* _Exercise aim_
Work out how many lines in the data hold the word "MemoryUserStore", and reply with that number only.

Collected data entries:
== Segment start ==

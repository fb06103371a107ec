//! End-to-end pipeline tests over the in-memory stores: the producer
//! service enqueues, the queue hands out, and the handlers deliver.

use std::sync::Arc;

use notifyhub_core::clock::Clock;
use notifyhub_core::config::{QueuesConfig, RetryPolicy};
use notifyhub_entity::notification::{NotificationDraft, NotificationKind, NotificationPreference};
use notifyhub_queue::{names, JobQueue};
use notifyhub_service::{CreateNotification, NotificationService, SubscribePush};
use notifyhub_test_utils::{
    FixedClock, MemoryJobStore, MemoryNotificationStore, MemoryPreferenceStore,
    MemorySubscriptionStore, MemoryUserStore, MockEmailTransport, MockPushTransport,
};
use notifyhub_transport::TemplateRenderer;
use notifyhub_worker::jobs::{
    BatchIngestHandler, DigestBuildHandler, PushFanoutHandler, SendEmailHandler,
};
use notifyhub_worker::JobHandler;

struct Pipeline {
    service: NotificationService,
    queue: JobQueue,
    fanout: PushFanoutHandler,
    batch: BatchIngestHandler,
    digest: DigestBuildHandler,
    email: SendEmailHandler,
    users: Arc<MemoryUserStore>,
    preferences: Arc<MemoryPreferenceStore>,
    notifications: Arc<MemoryNotificationStore>,
    push: Arc<MockPushTransport>,
    mail: Arc<MockEmailTransport>,
    clock: Arc<FixedClock>,
}

fn pipeline() -> Pipeline {
    let users = Arc::new(MemoryUserStore::new());
    let preferences = Arc::new(MemoryPreferenceStore::new());
    let notifications = Arc::new(MemoryNotificationStore::new());
    let subscriptions = Arc::new(MemorySubscriptionStore::new());
    let jobs = Arc::new(MemoryJobStore::new());
    let clock = Arc::new(FixedClock::at("2026-03-02T12:00:00Z"));
    let queue = JobQueue::new(jobs, clock.clone());
    let push = Arc::new(MockPushTransport::new());
    let mail = Arc::new(MockEmailTransport::new());
    let retry = RetryPolicy {
        max_attempts: 3,
        backoff_base_secs: 2,
    };

    let service = NotificationService::new(
        users.clone(),
        preferences.clone(),
        notifications.clone(),
        subscriptions.clone(),
        queue.clone(),
        QueuesConfig::default(),
        clock.clone(),
    );
    let fanout = PushFanoutHandler::new(
        preferences.clone(),
        notifications.clone(),
        subscriptions.clone(),
        push.clone(),
        clock.clone(),
        4,
    );
    let batch = BatchIngestHandler::new(
        users.clone(),
        preferences.clone(),
        notifications.clone(),
        subscriptions.clone(),
        queue.clone(),
        retry,
        clock.clone(),
    );
    let digest = DigestBuildHandler::new(
        users.clone(),
        preferences.clone(),
        notifications.clone(),
        queue.clone(),
        retry,
        retry,
        clock.clone(),
    );
    let email = SendEmailHandler::new(
        mail.clone(),
        TemplateRenderer::new().unwrap(),
        clock.clone(),
    );

    Pipeline {
        service,
        queue,
        fanout,
        batch,
        digest,
        email,
        users,
        preferences,
        notifications,
        push,
        mail,
        clock,
    }
}

async fn subscribe(p: &Pipeline, user: uuid::Uuid, endpoint: &str) {
    p.service
        .subscribe_push(
            user,
            SubscribePush {
                endpoint: endpoint.to_string(),
                p256dh_key: "p256dh".to_string(),
                auth_key: "auth".to_string(),
                user_agent: None,
            },
        )
        .await
        .unwrap();
}

#[tokio::test]
async fn create_flows_through_fanout_to_the_push_endpoint() {
    let p = pipeline();
    let user = p.users.add("avery@example.com", "Avery");
    subscribe(&p, user, "https://push/avery").await;

    let draft = NotificationDraft::new(user, NotificationKind::Assignment, "Lab 3 graded", "92%");
    p.service
        .create_notification(CreateNotification::new(draft))
        .await
        .unwrap();

    let job = p
        .queue
        .claim(names::NOTIFICATION_DISPATCH, names::PUSH_FANOUT, "itest")
        .await
        .unwrap()
        .expect("fanout job eligible");
    let result = p.fanout.execute(&job).await.unwrap().unwrap();
    assert_eq!(result["delivered"], 1);

    assert_eq!(p.push.sent_endpoints(), vec!["https://push/avery"]);
    assert_eq!(p.push.sent()[0].1.title, "Lab 3 graded");
    let row = &p.notifications.all()[0];
    assert!(row.delivered);
}

#[tokio::test]
async fn batch_submission_persists_and_fans_out() {
    let p = pipeline();
    let user = p.users.add("avery@example.com", "Avery");
    subscribe(&p, user, "https://push/avery").await;

    let drafts = vec![
        NotificationDraft::new(user, NotificationKind::Course, "Week 5 posted", "New content"),
        NotificationDraft::new(user, NotificationKind::Course, "Quiz open", "Due Friday"),
    ];
    let receipt = p.service.create_batch(drafts, None).await.unwrap();
    assert_eq!(receipt.accepted, 2);

    // Default batching preference coalesces for 300 seconds.
    assert!(p
        .queue
        .claim(names::NOTIFICATION_DISPATCH, names::BATCH_INGEST, "itest")
        .await
        .unwrap()
        .is_none());
    p.clock.advance_secs(300);

    let ingest = p
        .queue
        .claim(names::NOTIFICATION_DISPATCH, names::BATCH_INGEST, "itest")
        .await
        .unwrap()
        .expect("ingest job eligible after the batching delay");
    let result = p.batch.execute(&ingest).await.unwrap().unwrap();
    assert_eq!(result["persisted"], 2);
    assert_eq!(result["fanout_jobs"], 1);

    let fanout = p
        .queue
        .claim(names::NOTIFICATION_DISPATCH, names::PUSH_FANOUT, "itest")
        .await
        .unwrap()
        .expect("fanout job enqueued by ingest");
    p.fanout.execute(&fanout).await.unwrap();

    let sent = p.push.sent();
    assert_eq!(sent.len(), 1);
    assert_eq!(sent[0].1.title, "2 new notifications");
    assert!(p.notifications.all().iter().all(|n| n.delivered));
}

#[tokio::test]
async fn digest_build_emails_the_unread_summary() {
    let p = pipeline();
    let user = p.users.add("avery@example.com", "Avery");
    let mut prefs = NotificationPreference::default_for_user(user);
    prefs.digest_enabled = true;
    let chain = prefs.digest_chain_id;
    p.preferences.seed(prefs);

    let draft = NotificationDraft::new(user, NotificationKind::Discussion, "New reply", "Sam");
    p.service
        .create_notification(CreateNotification::new(draft))
        .await
        .unwrap();

    let digest_job = notifyhub_entity::job::model::Job {
        id: uuid::Uuid::new_v4(),
        queue: names::NOTIFICATION_DISPATCH.to_string(),
        job_type: names::DIGEST_BUILD.to_string(),
        payload: serde_json::json!({ "user_id": user, "chain_id": chain }),
        result: None,
        error_message: None,
        status: notifyhub_entity::job::JobStatus::Active,
        attempts: 1,
        max_attempts: 3,
        backoff_base_secs: 2,
        scheduled_at: p.clock.now(),
        started_at: Some(p.clock.now()),
        completed_at: None,
        worker_id: Some("itest".to_string()),
        created_at: p.clock.now(),
        updated_at: p.clock.now(),
    };
    let result = p.digest.execute(&digest_job).await.unwrap().unwrap();
    assert_eq!(result["emailed"], 1);

    let send = p
        .queue
        .claim(names::EMAIL_DISPATCH, names::SEND_EMAIL, "itest")
        .await
        .unwrap()
        .expect("send-email job enqueued by digest build");
    p.email.execute(&send).await.unwrap();

    let sent = p.mail.sent();
    assert_eq!(sent.len(), 1);
    assert_eq!(sent[0].to, "avery@example.com");
    assert_eq!(sent[0].subject, "Your daily digest");
    assert!(sent[0].body_html.contains("New reply"));
}

#[tokio::test]
async fn digest_settings_change_leaves_one_live_chain() {
    let p = pipeline();
    let user = p.users.add("avery@example.com", "Avery");

    let mut prefs = p.service.get_preferences(user).await.unwrap();
    prefs.digest_enabled = true;
    p.service.update_preferences(prefs).await.unwrap();
    let mut prefs = p.service.get_preferences(user).await.unwrap();
    prefs.digest_time = "09:00".to_string();
    p.service.update_preferences(prefs).await.unwrap();

    let draft = NotificationDraft::new(user, NotificationKind::Course, "Week 5 posted", "New");
    p.service
        .create_notification(CreateNotification::new(draft))
        .await
        .unwrap();

    // A day later both scheduled builds are due, but only the chain from
    // the latest settings may produce a digest.
    p.clock.advance_secs(24 * 3600);
    let mut built = 0;
    while let Some(job) = p
        .queue
        .claim(names::NOTIFICATION_DISPATCH, names::DIGEST_BUILD, "itest")
        .await
        .unwrap()
    {
        let result = p.digest.execute(&job).await.unwrap().unwrap();
        if result.get("skipped").is_none() {
            built += 1;
        }
    }
    assert_eq!(built, 1);

    p.queue
        .claim(names::EMAIL_DISPATCH, names::SEND_EMAIL, "itest")
        .await
        .unwrap()
        .expect("the live chain enqueued one digest email");
    assert!(p
        .queue
        .claim(names::EMAIL_DISPATCH, names::SEND_EMAIL, "itest")
        .await
        .unwrap()
        .is_none());
}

== Segment end ==

* _Task result_
3